INFORMATION SUPPLIED =
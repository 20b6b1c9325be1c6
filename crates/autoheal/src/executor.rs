//! Time-bounded execution of remediation actions.
//!
//! Every run races the action against its timeout. The action runs as a
//! detached task, so a timeout abandons it rather than cancelling it.
//! Failures (errors, panics, timeouts) take the rollback branch, and every
//! executed attempt feeds the rule's confidence through the store.

use std::sync::Arc;
use std::time::Duration;

use chrono::Utc;
use tokio::time::Instant;
use tracing::{debug, error, info, warn};

use crate::actions::{ActionRegistry, RemediationAction};
use crate::store::Store;
use crate::types::{
    ActionName, ActionOutcome, FailureSignature, PatternRule, ResolutionLogEntry,
    ResolutionOutcome, RollbackOutcome,
};

/// Why a bounded run did not succeed.
#[derive(Debug)]
enum RunFailure {
    TimedOut(Duration),
    Errored(String),
}

impl RunFailure {
    fn message(&self) -> String {
        match self {
            Self::TimedOut(limit) => format!("timed out after {}ms", limit.as_millis()),
            Self::Errored(e) => e.clone(),
        }
    }
}

/// Runs matched rules' actions and records what happened.
pub struct ResolutionExecutor {
    registry: Arc<ActionRegistry>,
    store: Arc<dyn Store>,
}

impl ResolutionExecutor {
    #[must_use]
    pub fn new(registry: Arc<ActionRegistry>, store: Arc<dyn Store>) -> Self {
        Self { registry, store }
    }

    /// Execute `rule`'s action for `signature`.
    ///
    /// Never fails: store errors while recording are logged and the outcome
    /// is still returned.
    pub async fn execute(&self, rule: &PatternRule, signature: &FailureSignature) -> ResolutionOutcome {
        let started = Instant::now();
        let descriptor = &rule.action;

        let outcome = if descriptor.requires_approval {
            info!(
                rule_id = %rule.id,
                action = %descriptor.action,
                fingerprint = %signature.fingerprint,
                "Resolution requires approval, not executing"
            );
            ActionOutcome::AwaitingApproval
        } else if let Some(action) = self.registry.get(descriptor.action) {
            let limit = Duration::from_millis(descriptor.timeout_ms);
            match run_bounded(action, signature, limit).await {
                Ok(detail) => {
                    info!(
                        rule_id = %rule.id,
                        action = %descriptor.action,
                        "Resolution succeeded"
                    );
                    ActionOutcome::Succeeded { detail }
                }
                Err(failure) => {
                    warn!(
                        rule_id = %rule.id,
                        action = %descriptor.action,
                        error = %failure.message(),
                        "Resolution failed"
                    );
                    let rollback = self.rollback(descriptor.rollback, signature, limit).await;
                    ActionOutcome::Failed {
                        error: failure.message(),
                        timed_out: matches!(failure, RunFailure::TimedOut(_)),
                        rollback,
                    }
                }
            }
        } else {
            warn!(
                rule_id = %rule.id,
                action = %descriptor.action,
                "No implementation registered for action, skipping"
            );
            ActionOutcome::Unregistered
        };

        let resolution = ResolutionOutcome {
            rule_id: rule.id,
            action: descriptor.action,
            outcome,
            duration_ms: u64::try_from(started.elapsed().as_millis()).unwrap_or(u64::MAX),
            executed_at: Utc::now(),
        };

        self.record(&resolution, signature).await;
        resolution
    }

    /// Best-effort rollback. Its own failure is logged and reported, never raised.
    async fn rollback(
        &self,
        rollback: Option<ActionName>,
        signature: &FailureSignature,
        limit: Duration,
    ) -> RollbackOutcome {
        let Some(name) = rollback else {
            return RollbackOutcome::NotDefined;
        };
        let Some(action) = self.registry.get(name) else {
            warn!(action = %name, "Rollback action is not registered");
            return RollbackOutcome::Unregistered { action: name };
        };

        match run_bounded(action, signature, limit).await {
            Ok(_) => {
                info!(action = %name, "Rollback succeeded");
                RollbackOutcome::Succeeded { action: name }
            }
            Err(failure) => {
                error!(action = %name, error = %failure.message(), "Rollback failed");
                RollbackOutcome::Failed {
                    action: name,
                    error: failure.message(),
                }
            }
        }
    }

    async fn record(&self, resolution: &ResolutionOutcome, signature: &FailureSignature) {
        if resolution.executed() {
            match self
                .store
                .record_pattern_outcome(resolution.rule_id, resolution.success(), resolution.executed_at)
                .await
            {
                Ok(rule) => debug!(
                    rule_id = %rule.id,
                    success_count = rule.success_count,
                    failure_count = rule.failure_count,
                    confidence = rule.confidence,
                    "Updated rule confidence"
                ),
                Err(e) => warn!(rule_id = %resolution.rule_id, "Failed to record rule outcome: {e}"),
            }
        }

        let entry = ResolutionLogEntry::from_outcome(signature, resolution);
        if let Err(e) = self.store.insert_resolution_log(&entry).await {
            warn!(rule_id = %resolution.rule_id, "Failed to write resolution log: {e}");
        }
    }
}

/// Race `action` against `limit` on a detached task.
async fn run_bounded(
    action: Arc<dyn RemediationAction>,
    signature: &FailureSignature,
    limit: Duration,
) -> Result<String, RunFailure> {
    let signature = signature.clone();
    let handle = tokio::spawn(async move { action.run(&signature).await });

    match tokio::time::timeout(limit, handle).await {
        Ok(Ok(Ok(detail))) => Ok(detail),
        Ok(Ok(Err(e))) => Err(RunFailure::Errored(format!("{e:#}"))),
        Ok(Err(join)) => Err(RunFailure::Errored(format!("action panicked: {join}"))),
        Err(_) => Err(RunFailure::TimedOut(limit)),
    }
}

EXERCISE = Find and copy each line above that includes the string "errors".

ANSWER =
//! Failures (errors, panics, timeouts) take the rollback branch, and every
    /// Never fails: store errors while recording are logged and the outcome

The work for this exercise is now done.